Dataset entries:
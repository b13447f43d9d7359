//! Append-only score log
//!
//! Each finished session adds one line holding the decimal score. The file is
//! never read back.

use anyhow::{Context, Result};
use std::fs::OpenOptions;
use std::io::Write;
use std::path::{Path, PathBuf};

pub const DEFAULT_SCORE_FILE: &str = "highscores.txt";

#[derive(Debug, Clone)]
pub struct ScoreLog {
    path: PathBuf,
}

impl ScoreLog {
    pub fn new(path: impl Into<PathBuf>) -> Self {
        Self { path: path.into() }
    }

    pub fn path(&self) -> &Path {
        &self.path
    }

    /// Append `score` followed by a newline, creating the file if needed
    pub fn append(&self, score: u32) -> Result<()> {
        let mut file = OpenOptions::new()
            .create(true)
            .append(true)
            .open(&self.path)
            .with_context(|| format!("Failed to open score log {:?}", self.path))?;
        writeln!(file, "{}", score)
            .with_context(|| format!("Failed to append to score log {:?}", self.path))?;
        Ok(())
    }
}
pub mod human;

pub use human::HumanMode;
pub mod renderer;

pub use renderer::{Renderer, food_color, status_title};
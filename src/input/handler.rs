use crossterm::event::{KeyCode, KeyEvent, KeyModifiers};

use crate::game::{Action, Direction};

#[derive(Debug, Clone, PartialEq, Eq)]
pub enum KeyAction {
    GameAction(Action),
    /// Close the game-over banner and resume play
    Acknowledge,
    Quit,
    None,
}

/// Maps key presses to game requests: four arrows, `P` for pause
pub struct InputHandler;

impl InputHandler {
    pub fn new() -> Self {
        Self
    }

    pub fn handle_key_event(&self, key: KeyEvent) -> KeyAction {
        // Handle Ctrl+C
        if key.modifiers.contains(KeyModifiers::CONTROL) && key.code == KeyCode::Char('c') {
            return KeyAction::Quit;
        }

        match key.code {
            KeyCode::Up => KeyAction::GameAction(Action::Move(Direction::Up)),
            KeyCode::Down => KeyAction::GameAction(Action::Move(Direction::Down)),
            KeyCode::Left => KeyAction::GameAction(Action::Move(Direction::Left)),
            KeyCode::Right => KeyAction::GameAction(Action::Move(Direction::Right)),

            KeyCode::Char('p') | KeyCode::Char('P') => KeyAction::GameAction(Action::TogglePause),

            KeyCode::Enter | KeyCode::Char(' ') => KeyAction::Acknowledge,
            KeyCode::Char('q') | KeyCode::Char('Q') | KeyCode::Esc => KeyAction::Quit,

            _ => KeyAction::None,
        }
    }
}

impl Default for InputHandler {
    fn default() -> Self {
        Self::new()
    }
}
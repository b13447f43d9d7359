use anyhow::{Context, Result, bail};
use serde::{Deserialize, Serialize};
use std::path::Path;

use super::state::Position;

/// Configuration for the game
///
/// Every field has a default, so a JSON file only needs the values it changes.
#[derive(Debug, Clone, PartialEq, Serialize, Deserialize)]
#[serde(default)]
pub struct GameConfig {
    /// Edge length of one grid cell in pixels
    pub cell_size_px: u32,
    /// Playfield edge length at level 1, in pixels
    pub base_size_px: u32,
    /// Playfield growth per level, in pixels (applied from level 2 on)
    pub growth_px_per_level: u32,

    /// Cell the snake starts on after every reset
    pub origin: Position,

    /// Tick interval at the start of a session
    pub initial_tick_ms: u64,
    /// SpeedUp food never pushes the interval below this
    pub min_tick_ms: u64,
    /// Added by SlowTimer food
    pub slow_timer_step_ms: u64,
    /// Removed by SpeedUp food
    pub speed_up_step_ms: u64,

    /// Points awarded by Normal food
    pub normal_points: u32,
    /// Points awarded by DoublePoints food
    pub double_points: u32,
    /// Level L is complete once the score reaches L times this
    pub points_per_level: u32,

    pub obstacles_per_level: usize,
    pub traps_per_level: usize,

    /// Countdown shown in the status line
    pub remaining_time_secs: u32,
    /// End the session when the countdown reaches zero
    pub time_challenge: bool,

    /// Silence the terminal bell on food and game over
    pub mute: bool,

    /// Random draws per placement before falling back to a free-cell scan
    pub max_spawn_attempts: usize,
    /// Seed for reproducible sessions
    pub seed: Option<u64>,
}

impl Default for GameConfig {
    fn default() -> Self {
        Self {
            cell_size_px: 20,
            base_size_px: 400,
            growth_px_per_level: 50,
            origin: Position::new(5, 5),
            initial_tick_ms: 200,
            min_tick_ms: 50,
            slow_timer_step_ms: 50,
            speed_up_step_ms: 20,
            normal_points: 10,
            double_points: 20,
            points_per_level: 100,
            obstacles_per_level: 5,
            traps_per_level: 3,
            remaining_time_secs: 60,
            time_challenge: false,
            mute: false,
            max_spawn_attempts: 1000,
            seed: None,
        }
    }
}

impl GameConfig {
    /// Read a configuration from a JSON file
    pub fn load(path: &Path) -> Result<Self> {
        let json = std::fs::read_to_string(path)
            .with_context(|| format!("Failed to read config from {:?}", path))?;
        let config: GameConfig = serde_json::from_str(&json)
            .with_context(|| format!("Failed to parse config {:?}", path))?;
        config.validate()?;
        Ok(config)
    }

    pub fn validate(&self) -> Result<()> {
        if self.cell_size_px == 0 {
            bail!("cell_size_px must be positive");
        }
        let (width, height) = self.grid_size_for_level(1);
        if self.origin.x < 0
            || self.origin.y < 0
            || self.origin.x >= width as i32
            || self.origin.y >= height as i32
        {
            bail!(
                "origin ({}, {}) lies outside the {}x{} base grid",
                self.origin.x,
                self.origin.y,
                width,
                height
            );
        }
        if self.min_tick_ms == 0 || self.min_tick_ms > self.initial_tick_ms {
            bail!(
                "min_tick_ms ({}) must be in 1..=initial_tick_ms ({})",
                self.min_tick_ms,
                self.initial_tick_ms
            );
        }
        if self.points_per_level == 0 {
            bail!("points_per_level must be positive");
        }
        let needed = self.obstacles_per_level + self.traps_per_level + 2;
        if width * height < needed {
            bail!(
                "base grid {}x{} cannot hold the snake, food and {} hazards",
                width,
                height,
                needed - 2
            );
        }
        if self.max_spawn_attempts == 0 {
            bail!("max_spawn_attempts must be positive");
        }
        Ok(())
    }

    /// Grid dimensions in cells for a level
    ///
    /// Level 1 uses the base size; level L >= 2 uses base + L * growth pixels.
    pub fn grid_size_for_level(&self, level: u32) -> (usize, usize) {
        let size_px = if level <= 1 {
            self.base_size_px
        } else {
            self.base_size_px + level * self.growth_px_per_level
        };
        let cells = (size_px / self.cell_size_px) as usize;
        (cells, cells)
    }

    pub fn obstacle_count(&self, level: u32) -> usize {
        level as usize * self.obstacles_per_level
    }

    pub fn trap_count(&self, level: u32) -> usize {
        level as usize * self.traps_per_level
    }

    /// Score needed to leave the given level
    pub fn level_threshold(&self, level: u32) -> u32 {
        level * self.points_per_level
    }
}
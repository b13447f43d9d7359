use rand::Rng;
use rand::seq::SliceRandom;

use super::state::Position;

/// Behavioral variant of the food currently on the board
#[derive(Debug, Clone, Copy, PartialEq, Eq, Hash)]
pub enum FoodType {
    /// +10 points
    Normal,
    /// +20 points
    DoublePoints,
    /// Lengthens the tick interval
    SlowTimer,
    /// Shortens the tick interval, down to the configured floor
    SpeedUp,
    /// Flips the snake's direction of travel
    ReverseControls,
}

impl FoodType {
    pub const ALL: [FoodType; 5] = [
        FoodType::Normal,
        FoodType::DoublePoints,
        FoodType::SlowTimer,
        FoodType::SpeedUp,
        FoodType::ReverseControls,
    ];

    /// Pick a food type uniformly at random
    pub fn random<R: Rng + ?Sized>(rng: &mut R) -> Self {
        *Self::ALL.choose(rng).unwrap_or(&FoodType::Normal)
    }

    pub fn label(&self) -> &'static str {
        match self {
            FoodType::Normal => "Normal",
            FoodType::DoublePoints => "Double",
            FoodType::SlowTimer => "Slow",
            FoodType::SpeedUp => "Fast",
            FoodType::ReverseControls => "Reverse",
        }
    }
}

/// The single food item on the board
#[derive(Debug, Clone, Copy, PartialEq, Eq)]
pub struct Food {
    pub position: Position,
    pub kind: FoodType,
}

impl Food {
    pub fn new(position: Position, kind: FoodType) -> Self {
        Self { position, kind }
    }
}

• **WHAT YOU NEED TO DO**: The answer must be every line of the records that contains the word "awarded".

• **RESULT OF THIS TASK**:
    /// Points awarded by Normal food
    /// Points awarded by DoublePoints food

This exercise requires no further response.